For Honor also sports some technical issues, and in areas where it really can’t afford to. Though the game looks great, with exceptional, weighty character animation and gushing geysers of blood, its networking is dreadful. Even on game modes labeled “high activity,” the game seemed to take forever to find me a match, and matches themselves were plagued with lag. That made players’ movements impossible to track; it slowed frame rates down; it even booted me from games on multiple occasions. My internet connection isn’t slow enough to take the blame, and other games don’t fall over with this degree of regularity. For an always-online, multiplayer-centric title, it’s kind of unacceptable.
I have to give Ubisoft credit for the boldness of some of its decisions in For Honor. Its historical fantasy setting, uncompromising control scheme, quote-unquote “realistic” swordplay, and tabletop-style metagame make for a spectacularly niche product, for something with this kind of budget. I can foresee a dedicated core of combat nerds jamming the shit out of For Honor, but it’s definitely not for everyone and frankly probably not for me either. And after all, honour doesn’t enter into the equation when you’re spending more time fighting server issues than enemies.
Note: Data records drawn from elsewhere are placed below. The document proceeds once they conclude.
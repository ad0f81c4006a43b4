//! Notebook command handlers

use colored::Colorize;
use prettytable::{row, Table};

use crate::cli::NotebookCommand;
use crate::config::Config;
use crate::error::Result;

pub async fn run_notebook(
    config: &Config,
    profile: Option<&str>,
    command: NotebookCommand,
) -> Result<()> {
    let client = super::build_client(config, profile)?;

    match command {
        NotebookCommand::List => {
            let notebooks = client.list_notebooks().await?;
            if notebooks.is_empty() {
                println!("No notebooks found.");
                return Ok(());
            }
            let mut table = Table::new();
            table.add_row(row!["ID", "TITLE", "SOURCES"]);
            for nb in &notebooks {
                table.add_row(row![nb.id, nb.title, nb.source_count]);
            }
            table.printstd();
        }
        NotebookCommand::Create { title } => {
            let nb = client.create_notebook(&title).await?;
            println!("{} Created notebook '{}'", "ok".green().bold(), nb.title);
            println!("  ID:  {}", nb.id);
            println!("  URL: {}", nb.url);
        }
        NotebookCommand::Rename { id, title } => {
            client.rename_notebook(&id, &title).await?;
            println!("{} Renamed notebook {}", "ok".green().bold(), id);
        }
        NotebookCommand::Delete { id } => {
            client.delete_notebook(&id).await?;
            println!("{} Deleted notebook {}", "ok".green().bold(), id);
        }
        NotebookCommand::Summary { id } => match client.get_notebook_summary(&id).await? {
            Some(summary) => println!("{}", summary),
            None => println!("No summary available yet."),
        },
    }
    Ok(())
}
* No Klingons, sadly, which really would have pushed this honor-based game to the next level. Perhaps in the DLC.
** The onscreen prompts that make For Honor playable, at least for new players, have no colourblind options, god damn it, and that makes me see red. Or it would, if I could see reds properly.
*** Refreshingly, any character can be male or female, with sensible and realistic armour options either way.